Роман разбит на короткие подглавки,
например: «Зона. Зэк Орлов по кличке интеллигент».
Вот сама эта подглавка:
«Колонна
шла по пять человек в ряд, а бывший морячок Жаворонков, белозубый и веселый
здоровяк волжанин, не успевший сломаться в тюремной безнадежности, готовил в
эти минуты свой побег.
Два
вечера волгарь утюжил в бытовке новые черные брючата, и сейчас они выглядели
совсем как гражданские. При его повадках даже в Зоне форсить все восприняли как
должное стрелки-бритвы, склеенные им при помощи мыла. Начищенные ботинки
вольного образца – немыслимый для Зоны шик – списали на подготовку к любовному
свиданию с зазнобой-заочницей. Почему выходит человек в таком одеянии на
работу? В Зоне не задают лишних вопросов; конвою же не удалось углядеть на
трассе форсистого Жаворонкова, он удачно затерялся в середине толпы. Продуманные
штрихи одежды решали всю судьбу побега, были главными в этом веселом, как
детская игра, но смертельно опасном предприятии. И вот рядом заветные кусты
можжевельника, что скрывали дорогу за поворотом. Жаворонков бесшабашно сплюнул
и стал меняться на глазах.
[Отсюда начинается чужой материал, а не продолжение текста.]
//! Bucket state persistence.
//!
//! Stores own every [`BucketState`]. The limiter never holds a reference into
//! a store; it hands an `apply` function to [`BucketStore::update`] and the
//! store runs it inside its own per-key critical section (in-process) or
//! compare-and-swap loop (networked).

mod memory;
mod redis_kv;
mod remote;

#[cfg(test)]
pub(crate) mod fake;

use std::sync::Arc;
use std::time::Duration;

use async_trait::async_trait;
use thiserror::Error;
use tracing::info;

use crate::config::{StoreConfig, StoreDriver};
use crate::error::TollgateError;
use crate::ratelimit::{Admission, BucketState};

pub use memory::MemoryStore;
pub use redis_kv::RedisKv;
pub use remote::{KvClient, RemoteStore};

/// Errors raised by bucket stores.
#[derive(Debug, Error)]
pub enum StoreError {
    /// The backing service could not be reached or timed out
    #[error("store unavailable: {0}")]
    Unavailable(String),

    /// A stored value could not be decoded
    #[error("corrupt bucket state for {key}: {reason}")]
    Corrupt { key: String, reason: String },

    /// Conditional writes kept conflicting
    #[error("gave up after {attempts} conflicting updates")]
    Contention { attempts: u32 },
}

/// Function run against the current state of one key inside a store's
/// critical section.
pub type ApplyFn<'a> = &'a (dyn Fn(Option<BucketState>) -> Admission + Send + Sync);

/// Trait for bucket store implementations.
///
/// This trait abstracts over the in-process [`MemoryStore`] and the networked
/// [`RemoteStore`] so the limiter works with either.
#[async_trait]
pub trait BucketStore: Send + Sync {
    /// Load the state for `key`, or `None` if the key has never been seen.
    async fn load(&self, key: &str) -> Result<Option<BucketState>, StoreError>;

    /// Overwrite the state for `key`.
    async fn save(&self, key: &str, state: BucketState) -> Result<(), StoreError>;

    /// Atomically read, transform and write the state for `key`.
    ///
    /// Concurrent updates of the same key are linearized. `apply` may run
    /// more than once when the store retries a conflicting write.
    async fn update(&self, key: &str, apply: ApplyFn<'_>) -> Result<Admission, StoreError>;
}

/// Build the store selected by `config`.
pub async fn connect(config: &StoreConfig) -> crate::error::Result<Arc<dyn BucketStore>> {
    match config.driver {
        StoreDriver::Memory => {
            info!("Using in-process bucket store");
            Ok(Arc::new(MemoryStore::new()))
        }
        StoreDriver::Redis => {
            let url = config.url.as_deref().ok_or_else(|| {
                TollgateError::Config("store.url is required for the redis driver".to_string())
            })?;
            info!(url = %url, "Using redis bucket store");

            let client = RedisKv::connect(url).await?;
            let store = RemoteStore::new(client)
                .with_timeout(Duration::from_millis(config.timeout_ms))
                .with_max_attempts(config.max_attempts);
            Ok(Arc::new(store))
        }
    }
}
//! Bucket key generation.

/// Separator between the namespace and the requester identity.
pub const KEY_SEPARATOR: char = ':';

/// A key that uniquely identifies one token bucket.
///
/// The key is the namespace and the requester identity joined by
/// [`KEY_SEPARATOR`], e.g. `limit:10.0.0.1`.
#[derive(Debug, Clone, PartialEq, Eq, Hash)]
pub struct BucketKey {
    /// The namespace this bucket belongs to
    pub namespace: String,
    /// The requester identity
    pub identity: String,
}

impl BucketKey {
    /// Create a new bucket key from a namespace and identity.
    pub fn new(namespace: &str, identity: &str) -> Self {
        Self {
            namespace: namespace.to_string(),
            identity: identity.to_string(),
        }
    }

    /// Convert the bucket key to the string used by the stores.
    pub fn to_store_key(&self) -> String {
        format!("{}{}{}", self.namespace, KEY_SEPARATOR, self.identity)
    }
}

impl std::fmt::Display for BucketKey {
    fn fmt(&self, f: &mut std::fmt::Formatter<'_>) -> std::fmt::Result {
        write!(f, "{}{}{}", self.namespace, KEY_SEPARATOR, self.identity)
    }
}
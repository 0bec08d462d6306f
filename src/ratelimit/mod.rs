//! Token bucket admission logic.

mod bucket;
mod key;
mod limiter;

pub use bucket::{admit, refill, Admission, BucketConfig, BucketState};
pub use key::{BucketKey, KEY_SEPARATOR};
pub use limiter::{Decision, Limiter, DEFAULT_NAMESPACE};
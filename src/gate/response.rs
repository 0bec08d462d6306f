//! How admission results reach the response.

use serde::Serialize;
use thiserror::Error;

use crate::config::HeaderConfig;
use crate::ratelimit::Decision;

/// Status and body used for blacklisted requests.
pub const FORBIDDEN_STATUS: u16 = 403;
pub const FORBIDDEN_MESSAGE: &str = "Forbidden";

/// Status and body used when a failing store closes the gate.
pub const UNAVAILABLE_STATUS: u16 = 503;
pub const UNAVAILABLE_MESSAGE: &str = "Service Unavailable";

/// Header name/value pairs to attach to a response.
pub type Headers = Vec<(String, String)>;

/// The response a gate writes to.
pub trait ResponseSink {
    fn set_header(&mut self, name: &str, value: &str);
    fn set_status(&mut self, status: u16);
    fn set_body(&mut self, body: &str);
}

/// Why a request was turned away.
#[derive(Debug, Clone, Copy, PartialEq, Eq, Serialize)]
#[serde(rename_all = "snake_case")]
pub enum DenialReason {
    /// The bucket had less than one token
    RateLimited,
    /// The store could not commit the check in time
    Contended,
    /// The blacklist matched
    Forbidden,
    /// The store failed and the gate fails closed
    StoreUnavailable,
}

/// A denied request, ready to be written out or raised as an error.
#[derive(Debug, Clone, PartialEq, Error, Serialize)]
#[error("{status} {message}")]
pub struct Rejection {
    pub reason: DenialReason,
    pub status: u16,
    pub message: String,
    pub headers: Headers,
}

impl Rejection {
    pub fn forbidden() -> Self {
        Self {
            reason: DenialReason::Forbidden,
            status: FORBIDDEN_STATUS,
            message: FORBIDDEN_MESSAGE.to_string(),
            headers: Vec::new(),
        }
    }

    pub fn store_unavailable() -> Self {
        Self {
            reason: DenialReason::StoreUnavailable,
            status: UNAVAILABLE_STATUS,
            message: UNAVAILABLE_MESSAGE.to_string(),
            headers: Vec::new(),
        }
    }
}

/// Build the rate limit headers for a decision.
///
/// Returns nothing when headers are disabled.
pub fn decision_headers(names: &HeaderConfig, decision: &Decision) -> Headers {
    if names.disabled {
        return Vec::new();
    }
    vec![
        (names.rate.clone(), decision.rate.to_string()),
        (names.tokens.clone(), decision.tokens.to_string()),
        (names.capacity.clone(), decision.capacity.to_string()),
    ]
}

/// Write headers into a sink.
pub fn write_headers(sink: &mut dyn ResponseSink, headers: &Headers) {
    for (name, value) in headers {
        sink.set_header(name, value);
    }
}
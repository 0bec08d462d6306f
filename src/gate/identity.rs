//! Request attribution and allow/deny predicates.

use async_trait::async_trait;

/// Who a request is charged to.
#[derive(Debug, Clone, PartialEq, Eq, Hash)]
pub enum Identity {
    /// Charge the bucket for this identity
    Key(String),
    /// Skip rate limiting for this request
    Bypass,
}

impl Identity {
    /// `None` and empty strings bypass limiting.
    pub fn from_option(identity: Option<String>) -> Self {
        match identity {
            Some(key) if !key.is_empty() => Identity::Key(key),
            _ => Identity::Bypass,
        }
    }
}

impl From<&str> for Identity {
    fn from(key: &str) -> Self {
        Identity::Key(key.to_string())
    }
}

impl From<String> for Identity {
    fn from(key: String) -> Self {
        Identity::Key(key)
    }
}

/// Extracts the [`Identity`] of a request.
pub trait IdentityResolver<R>: Send + Sync {
    fn resolve(&self, request: &R) -> Identity;
}

impl<R, F> IdentityResolver<R> for F
where
    F: Fn(&R) -> Identity + Send + Sync,
{
    fn resolve(&self, request: &R) -> Identity {
        self(request)
    }
}

/// A yes/no question about a request, used for whitelists and blacklists.
///
/// Plain closures `Fn(&R) -> bool` implement this; implement it directly
/// when the answer needs I/O.
#[async_trait]
pub trait RequestPredicate<R>: Send + Sync {
    async fn matches(&self, request: &R) -> bool;
}

#[async_trait]
impl<R, F> RequestPredicate<R> for F
where
    R: Sync,
    F: Fn(&R) -> bool + Send + Sync,
{
    async fn matches(&self, request: &R) -> bool {
        self(request)
    }
}
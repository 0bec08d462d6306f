//! In-process bucket store.

use std::sync::Arc;

use async_trait::async_trait;
use dashmap::DashMap;
use parking_lot::Mutex;
use tracing::trace;

use super::{ApplyFn, BucketStore, StoreError};
use crate::ratelimit::{Admission, BucketState};

type Slot = Arc<Mutex<Option<BucketState>>>;

/// A bucket store backed by a process-local concurrent map.
///
/// Each key owns its own mutex, so updates of one key are serialized while
/// updates of different keys never wait on each other beyond the brief map
/// lookup.
#[derive(Debug, Default)]
pub struct MemoryStore {
    slots: DashMap<String, Slot>,
}

impl MemoryStore {
    /// Create an empty store.
    pub fn new() -> Self {
        Self::default()
    }

    /// Get the number of keys that hold a bucket.
    pub fn len(&self) -> usize {
        self.slots
            .iter()
            .filter(|slot| slot.value().lock().is_some())
            .count()
    }

    pub fn is_empty(&self) -> bool {
        self.len() == 0
    }

    /// Drop every bucket.
    pub fn clear(&self) {
        self.slots.clear();
    }

    fn slot(&self, key: &str) -> Slot {
        if let Some(slot) = self.slots.get(key) {
            return slot.value().clone();
        }
        self.slots
            .entry(key.to_string())
            .or_insert_with(Slot::default)
            .value()
            .clone()
    }
}

#[async_trait]
impl BucketStore for MemoryStore {
    async fn load(&self, key: &str) -> Result<Option<BucketState>, StoreError> {
        let Some(slot) = self.slots.get(key).map(|slot| slot.value().clone()) else {
            return Ok(None);
        };
        let state = *slot.lock();
        Ok(state)
    }

    async fn save(&self, key: &str, state: BucketState) -> Result<(), StoreError> {
        *self.slot(key).lock() = Some(state);
        Ok(())
    }

    async fn update(&self, key: &str, apply: ApplyFn<'_>) -> Result<Admission, StoreError> {
        let slot = self.slot(key);
        let mut current = slot.lock();

        let admission = apply(*current);
        *current = Some(admission.state);

        trace!(key = %key, tokens = admission.state.tokens, "Updated bucket");
        Ok(admission)
    }
}
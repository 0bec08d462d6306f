//! Redis client for the networked bucket store.

use async_trait::async_trait;
use redis::aio::ConnectionManager;
use redis::{AsyncCommands, RedisError, Script};
use tracing::info;

use super::{KvClient, StoreError};

/// Conditional write executed server-side in a single round trip.
///
/// KEYS[1] = bucket key, ARGV[1] = "1" if a value is expected, ARGV[2] =
/// expected value, ARGV[3] = new value.
const COMPARE_AND_SWAP: &str = r#"
local current = redis.call('GET', KEYS[1])
if ARGV[1] == '1' then
  if current ~= ARGV[2] then
    return 0
  end
elseif current then
  return 0
end
redis.call('SET', KEYS[1], ARGV[3])
return 1
"#;

/// A [`KvClient`] talking to a Redis server.
#[derive(Clone)]
pub struct RedisKv {
    conn: ConnectionManager,
    cas: Script,
}

impl std::fmt::Debug for RedisKv {
    fn fmt(&self, f: &mut std::fmt::Formatter<'_>) -> std::fmt::Result {
        f.debug_struct("RedisKv").finish_non_exhaustive()
    }
}

impl RedisKv {
    /// Connect to the server at `url`, e.g. `redis://127.0.0.1:6379/0`.
    pub async fn connect(url: &str) -> Result<Self, StoreError> {
        let client = redis::Client::open(url).map_err(unavailable)?;
        let conn = client.get_connection_manager().await.map_err(unavailable)?;

        info!(url = %url, "Connected to redis");
        Ok(Self::with_connection(conn))
    }

    /// Wrap an existing connection manager.
    pub fn with_connection(conn: ConnectionManager) -> Self {
        Self {
            conn,
            cas: Script::new(COMPARE_AND_SWAP),
        }
    }
}

fn unavailable(e: RedisError) -> StoreError {
    StoreError::Unavailable(e.to_string())
}

#[async_trait]
impl KvClient for RedisKv {
    async fn get(&self, key: &str) -> Result<Option<String>, StoreError> {
        let mut conn = self.conn.clone();
        let value: Option<String> = conn.get(key).await.map_err(unavailable)?;
        Ok(value)
    }

    async fn set(&self, key: &str, value: String) -> Result<(), StoreError> {
        let mut conn = self.conn.clone();
        let _: () = conn.set(key, value).await.map_err(unavailable)?;
        Ok(())
    }

    async fn compare_and_swap(
        &self,
        key: &str,
        expected: Option<&str>,
        value: String,
    ) -> Result<bool, StoreError> {
        let mut conn = self.conn.clone();
        let flag = if expected.is_some() { "1" } else { "0" };

        let swapped: i32 = self
            .cas
            .key(key)
            .arg(flag)
            .arg(expected.unwrap_or(""))
            .arg(value)
            .invoke_async(&mut conn)
            .await
            .map_err(unavailable)?;

        Ok(swapped == 1)
    }
}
Вначале из-за пазухи появились парик и фуражка,
затем исчезла в кустах фуфайка, выпустив на волю подвернутый под нее светлый
плащ.
Белой
вороной он пролетел сквозь серую стаю в крайний ряд колонны и молниеносно
примостил на стриженую голову парик с фуражкой. Глянул виновато на ошарашенных
зэков, дрогнув голосом, попросил:
– Ребята…
Подрываю с зоны… Прикройте…
Расправив
на себе плащ, он уверенно выбрался из шеренги и быстро поравнялся с идущим
впереди него конвоиром. Слегка повернул голову и встретился глазами со
скуластым, сосредоточенным солдатом, взглянувшим на прохожего без всякого
интереса, мало ли шатается по дороге гражданских лиц…
Конвоир
думал о своем».
Писатель
Владимир Карпов в предисловии к журнальной публикации романа рассказывает:
«Каждые пять минут зэк, живущий в ограниченном пространстве, подсознательно
бросает взгляд в небо», – вспоминал в нашем разговоре Леонид Костомаров.
Потому, видимо, голоса душ его героев обращены к небесам. Там – надежды,
понимание, там подлинность жизни, дарованной от роду. Роман написан как
монологи, полифония голосов, ведущих рассказ о своей и общей доле. Они, эти
голоса, кажется, звучат даже не с земли, а из-под нее, из глубин земных
расщелин, и услышит ли их небо:
«И
когда подали по наши души „воронки", и выкатились оттуда злые солдаты, и
погнали нас к машинам, не толкая, но вбивая в спины дерево прикладов, отчего
вскрикивали мы, готовые кубою… не знал никто, куда сейчас повезут – в поле,
чтобы дострелить да забыть, на новый ли срок, на новые, до сих пор неизведанные
мучения – никто того не знал; и жить сейчас, в эти минуты, не хотелось
никому…»
Небо
для заключенного – это еще и свобода. Несколько разных по характеру побегов
описано в повествовании. Дерзкий и безумный побег одного; продуманный и жуткий
побег другого, когда в качестве «прокорма» в пути прихватывается доверчивый
бедолага; вызванный ревностью и чувством мщения побег третьего…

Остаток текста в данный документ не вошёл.